James' son, Sir Coutts, commissioned further additions by David Bryce 1863-7. Bryce collaborated in the design of the garden terraces with the builder Robert Adamson, who also rebuilt some of the garden walls at Balcaskie in 1836-7 (Gifford 1992, p.86; q.v. Inventory, Volume 4, pp.354-9). Sir Coutts Lindsay seems to have been responsible for the layout of the Lower Terrace, with the architect Jesse Hall, which consisted of four parterres, three of them from designs in Les Jardins du Roi de Pologne.

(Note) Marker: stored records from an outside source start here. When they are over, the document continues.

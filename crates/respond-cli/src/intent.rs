// crates/respond-cli/src/intent.rs
// ============================================================================
// Module: Respond Intent Modifiers
// Description: Splits response text into say, act, and notice replies.
// Purpose: Expand inline modifiers and nick placeholders in stored responses.
// Dependencies: none
// ============================================================================

//! ## Overview
//! Response text may embed `%say%`, `%act%`, `%notice%`, and `%rainbow%`.
//! Each modifier applies to the text up to the next modifier. Text before the
//! first modifier is said. `%rainbow%` is said with per-character IRC colors.
//! `%nick%` is replaced with the caller's nickname in every segment.

// ============================================================================
// SECTION: Constants
// ============================================================================

/// Placeholder replaced with the caller's nickname.
pub const NICK_PLACEHOLDER: &str = "%nick%";
/// Recognised modifiers.
const MODIFIERS: [(&str, Modifier); 4] = [
    ("%act%", Modifier::Act),
    ("%notice%", Modifier::Notice),
    ("%say%", Modifier::Say),
    ("%rainbow%", Modifier::Rainbow),
];
/// IRC color control character.
const COLOR_CODE: char = '\u{3}';
/// IRC formatting reset character.
const RESET_CODE: char = '\u{f}';
/// mIRC palette indices cycled by `%rainbow%` (red through purple).
const RAINBOW_PALETTE: [u8; 7] = [4, 7, 8, 9, 12, 2, 6];

// ============================================================================
// SECTION: Types
// ============================================================================

/// How a reply is delivered.
#[derive(Debug, Clone, Copy, PartialEq, Eq)]
pub enum Intent {
    /// Plain channel message.
    Say,
    /// Action (`/me`).
    Act,
    /// Notice.
    Notice,
}

impl Intent {
    /// Returns the stable label.
    #[must_use]
    pub const fn as_str(self) -> &'static str {
        match self {
            Self::Say => "say",
            Self::Act => "act",
            Self::Notice => "notice",
        }
    }
}

/// One deliverable reply segment.
#[derive(Debug, Clone, PartialEq, Eq)]
pub struct Reply {
    /// Delivery intent.
    pub intent: Intent,
    /// Message text.
    pub message: String,
}

impl Reply {
    /// Creates a reply.
    #[must_use]
    pub fn new(intent: Intent, message: impl Into<String>) -> Self {
        Self { intent, message: message.into() }
    }
}

/// Inline modifier.
#[derive(Debug, Clone, Copy, PartialEq, Eq)]
enum Modifier {
    /// `%act%`.
    Act,
    /// `%notice%`.
    Notice,
    /// `%say%`.
    Say,
    /// `%rainbow%`.
    Rainbow,
}

impl Modifier {
    /// Returns the delivery intent.
    const fn intent(self) -> Intent {
        match self {
            Self::Act => Intent::Act,
            Self::Notice => Intent::Notice,
            Self::Say | Self::Rainbow => Intent::Say,
        }
    }
}

// ============================================================================
// SECTION: Parsing
// ============================================================================

/// Splits response text into replies for `nick`.
#[must_use]
pub fn parse(text: &str, nick: &str) -> Vec<Reply> {
    let mut replies = Vec::new();
    let mut current = Modifier::Say;
    let mut segment_start = 0;
    let mut cursor = 0;
    while let Some(offset) = text[cursor ..].find('%') {
        let at = cursor + offset;
        let found = MODIFIERS.iter().find(|(token, _)| text[at ..].starts_with(token));
        if let Some((token, modifier)) = found {
            push_segment(&mut replies, &text[segment_start .. at], current, nick);
            current = *modifier;
            segment_start = at + token.len();
            cursor = segment_start;
        } else {
            cursor = at + 1;
        }
    }
    push_segment(&mut replies, &text[segment_start ..], current, nick);
    replies
}

/// Appends a non-empty segment with nick substitution and styling.
fn push_segment(replies: &mut Vec<Reply>, segment: &str, modifier: Modifier, nick: &str) {
    if segment.is_empty() {
        return;
    }
    let substituted = segment.replace(NICK_PLACEHOLDER, nick);
    let message = if modifier == Modifier::Rainbow { rainbow(&substituted) } else { substituted };
    replies.push(Reply::new(modifier.intent(), message));
}

/// Colors each visible character with the next palette entry.
#[must_use]
pub fn rainbow(text: &str) -> String {
    let mut out = String::with_capacity(text.len() * 4);
    let mut index = 0;
    for ch in text.chars() {
        if ch.is_whitespace() {
            out.push(ch);
            continue;
        }
        let color = RAINBOW_PALETTE[index % RAINBOW_PALETTE.len()];
        out.push(COLOR_CODE);
        out.push_str(&format!("{color:02}"));
        out.push(ch);
        index += 1;
    }
    out.push(RESET_CODE);
    out
}

// ============================================================================
// SECTION: Tests
// ============================================================================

In 1886, the 4,672 acre estate was sold to Ludovic Lindsay, 26th Earl of Crawford and 9th of Balcarres, thus returning to the senior branch of the family. The parkland was extended and Sir Robert Lorimer was commissioned to design the North Lodge and estate office. Since 1900 the main change in the parkland layout has been the closure of the south drive, replaced by a new north drive. The south-facing terraced gardens have been described as 'second only in Scotland to those of Drummond Castle. Their character is truly magnificent, and they make, with double and single descents, a noble approach to the quaint and beautiful box garden and the splendid circle and enclosing hedged rectangle.' (Country Life 1902, p.184). Following a fire which destroyed some of Pitcorthie House, a new holiday home integrating its remains into the new structure was built by Lord Balneil, the Earl of Crawford and Balcarres heir. It is set in the mature parkland at Pitcorthie. (Gifford 1992, p.342). A standing stone with cup-markings and other motifs, stands in a field to the east of the Pitcorthie park, outside the Inventory designed landscape.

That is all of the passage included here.